Decoding Musical Evolution Through Network Science
Niccolo' Di Marco, Edoardo Loru, Alessandro Galeazzi, Matteo Cinelli, Walter Quattrociocchi
TL;DR
This study applies network science to analyze musical evolution by representing MIDI-based compositions as weighted directed networks (notes as nodes, transitions as edges) drawn from ≈$20{,}000$ files across $6$ macro-genres over nearly $4$ centuries. Topological metrics (e.g., density, reciprocity, entropy, global efficiency) characterize melodic complexity, and two embedding schemes— a $12$-dimensional interval vector $v_G$ and graph2vec embeddings— map networks into high-dimensional spaces, enabling genre clustering via $UMAP$. A release-date estimation pipeline combining a Large Language Model Gemini and Spotify data enables temporal trends, with formal tests (e.g., Mann–Kendall) confirming a long-run simplification in Classical and Jazz while other genres remain relatively flat.

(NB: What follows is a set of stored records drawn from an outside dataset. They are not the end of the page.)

//! Workload aggregation
//!
//! Reduces enumerated workloads to cluster-wide request and limit totals.
//! An enumeration error anywhere in the sequence aborts the aggregation:
//! totals over a partial workload list would understate demand.

use crate::error::{Result, SizingError};
use crate::models::{
    AggregateTotals, ResourceTotals, WorkloadDescriptor, WorkloadKind, WorkloadResourceUsage,
};
use async_trait::async_trait;
use std::collections::BTreeMap;
use tracing::debug;

/// Collaborator that lists workloads from a cluster (or a snapshot of one)
#[async_trait]
pub trait WorkloadSource: Send + Sync {
    async fn list_workloads(&self) -> anyhow::Result<Vec<WorkloadDescriptor>>;
}

/// Workload source backed by a fixed list
#[derive(Debug, Clone, Default)]
pub struct StaticWorkloads(pub Vec<WorkloadDescriptor>);

#[async_trait]
impl WorkloadSource for StaticWorkloads {
    async fn list_workloads(&self) -> anyhow::Result<Vec<WorkloadDescriptor>> {
        Ok(self.0.clone())
    }
}

/// Result of aggregating a workload list
#[derive(Debug, Clone, Default)]
pub struct Aggregation {
    pub totals: AggregateTotals,
    /// Per-workload usage, in enumeration order
    pub usages: Vec<WorkloadResourceUsage>,
    /// `namespace/name` of workloads declaring no CPU or memory requests
    pub zero_request_workloads: Vec<String>,
    /// DaemonSets counted with a single replica
    pub daemonset_count: usize,
}

/// Integer accumulator so totals do not depend on summation order.
///
/// Saturates at `u64::MAX` rather than wrapping.
#[derive(Default, Clone, Copy)]
struct Accumulator {
    cpu_millicores: u64,
    memory_bytes: u64,
}

impl Accumulator {
    fn add(&mut self, cpu_millicores: u64, memory_bytes: u64, replicas: u64) {
        self.cpu_millicores = self
            .cpu_millicores
            .saturating_add(cpu_millicores.saturating_mul(replicas));
        self.memory_bytes = self
            .memory_bytes
            .saturating_add(memory_bytes.saturating_mul(replicas));
    }

    fn totals(self) -> ResourceTotals {
        ResourceTotals {
            cpu_cores: self.cpu_millicores as f64 / 1000.0,
            memory_bytes: self.memory_bytes,
        }
    }
}

/// Aggregate a lazy sequence of workloads.
///
/// The first `Err` item aborts with [`SizingError::WorkloadEnumeration`].
pub fn aggregate<I>(workloads: I) -> Result<Aggregation>
where
    I: IntoIterator<Item = anyhow::Result<WorkloadDescriptor>>,
{
    let mut requested = Accumulator::default();
    let mut limits = Accumulator::default();
    let mut by_kind: BTreeMap<WorkloadKind, Accumulator> = BTreeMap::new();
    let mut aggregation = Aggregation::default();

    for workload in workloads {
        let workload = workload.map_err(SizingError::WorkloadEnumeration)?;
        let usage = WorkloadResourceUsage::from_descriptor(&workload);
        let replicas = u64::from(usage.effective_replica_count);

        requested.add(
            usage.cpu_request_millicores,
            usage.memory_request_bytes,
            replicas,
        );
        limits.add(usage.cpu_limit_millicores, usage.memory_limit_bytes, replicas);
        by_kind.entry(usage.kind).or_default().add(
            usage.cpu_request_millicores,
            usage.memory_request_bytes,
            replicas,
        );

        if usage.kind == WorkloadKind::DaemonSet {
            aggregation.daemonset_count += 1;
        }
        if usage.has_zero_requests() {
            debug!(workload = %usage.qualified_name(), kind = %usage.kind, "Workload declares no resource requests");
            aggregation.zero_request_workloads.push(usage.qualified_name());
        }

        aggregation.usages.push(usage);
    }

    aggregation.totals = AggregateTotals {
        workload_count: aggregation.usages.len(),
        requested: requested.totals(),
        limits: limits.totals(),
        by_kind: by_kind.into_iter().map(|(k, acc)| (k, acc.totals())).collect(),
    };

    Ok(aggregation)
}

/// Enumerate from a source and aggregate
pub async fn collect(source: &dyn WorkloadSource) -> Result<Aggregation> {
    let workloads = source
        .list_workloads()
        .await
        .map_err(SizingError::WorkloadEnumeration)?;
    aggregate(workloads.into_iter().map(Ok))
}
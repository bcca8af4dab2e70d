//! AWS Price List API source
//!
//! Uses `GetProducts` on the `AmazonEC2` service code. The Price List API is
//! only served from a few regions, so the client always targets
//! [`PRICING_API_REGION`] while the requested region goes into the filters.

use super::PriceSource;
use anyhow::{Context, Result};
use async_trait::async_trait;
use aws_sdk_pricing::types::{Filter, FilterType};
use serde_json::Value;
use std::time::Duration;

/// Region hosting the Price List API endpoint
pub const PRICING_API_REGION: &str = "us-east-1";

/// Authoritative on-demand prices from AWS
pub struct AwsPricingSource {
    client: aws_sdk_pricing::Client,
}

impl AwsPricingSource {
    pub fn new(client: aws_sdk_pricing::Client) -> Self {
        Self { client }
    }

    /// Build a client from the default credential chain
    pub async fn from_env(timeout: Duration) -> Self {
        let sdk_config = aws_config::defaults(aws_config::BehaviorVersion::latest())
            .region(aws_config::Region::new(PRICING_API_REGION))
            .timeout_config(
                aws_config::timeout::TimeoutConfig::builder()
                    .operation_timeout(timeout)
                    .build(),
            )
            .load()
            .await;

        Self::new(aws_sdk_pricing::Client::new(&sdk_config))
    }
}

fn term_filter(field: &str, value: &str) -> Result<Filter> {
    Filter::builder()
        .r#type(FilterType::TermMatch)
        .field(field)
        .value(value)
        .build()
        .with_context(|| format!("Invalid price list filter {}={}", field, value))
}

#[async_trait]
impl PriceSource for AwsPricingSource {
    fn name(&self) -> &str {
        "aws-price-list"
    }

    async fn hourly_price(&self, instance_type: &str, region: &str) -> Result<f64> {
        let filters = [
            ("instanceType", instance_type),
            ("regionCode", region),
            ("operatingSystem", "Linux"),
            ("tenancy", "Shared"),
            ("preInstalledSw", "NA"),
            ("capacitystatus", "Used"),
        ];

        let mut request = self
            .client
            .get_products()
            .service_code("AmazonEC2")
            .format_version("aws_v1")
            .max_results(10);
        for (field, value) in filters {
            request = request.filters(term_filter(field, value)?);
        }

        let output = request
            .send()
            .await
            .context("GetProducts request failed")?;

        for product in output.price_list() {
            if let Some(price) = parse_on_demand_price(product)? {
                return Ok(price);
            }
        }

        anyhow::bail!("no on-demand price for {} in {}", instance_type, region)
    }
}

/// Extract the hourly on-demand USD rate from one price-list product document.
///
/// Returns `Ok(None)` when the document has no hourly on-demand dimension.
pub fn parse_on_demand_price(product: &str) -> Result<Option<f64>> {
    let document: Value = serde_json::from_str(product).context("Invalid price list document")?;

    let Some(on_demand) = document
        .pointer("/terms/OnDemand")
        .and_then(Value::as_object)
    else {
        return Ok(None);
    };

    for term in on_demand.values() {
        let Some(dimensions) = term.get("priceDimensions").and_then(Value::as_object) else {
            continue;
        };
        for dimension in dimensions.values() {
            if dimension.get("unit").and_then(Value::as_str) != Some("Hrs") {
                continue;
            }
            if let Some(usd) = dimension
                .pointer("/pricePerUnit/USD")
                .and_then(Value::as_str)
            {
                let price: f64 = usd
                    .parse()
                    .with_context(|| format!("Invalid USD price {:?}", usd))?;
                if price > 0.0 {
                    return Ok(Some(price));
                }
            }
        }
    }

    Ok(None)
}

The results suggest that digital democratization and platform-driven connectivity foster the rise of simpler, more homogeneous genres, even as legacy genres retain higher intrinsic complexity; the framework offers a quantitative bridge between musicology, network science, and digital culture, though limitations in genre tagging and metadata remain.
Abstract
Music has always been central to human culture, reflecting and shaping traditions, emotions, and societal changes. Technological advancements have transformed how music is created and consumed, influencing tastes and the music itself. In this study, we use Network Science to analyze musical complexity. Drawing on $\approx20,000$ MIDI files across six macro-genres spanning nearly four centuries, we represent each composition as a weighted directed network to study its structural properties. Our results show that Classical and Jazz compositions have higher complexity and melodic diversity than recently developed genres. However, a temporal analysis reveals a trend toward simplification, with even Classical and Jazz nearing the complexity levels of modern genres. This study highlights how digital tools and streaming platforms shape musical evolution, fostering new genres while driving homogenization and simplicity.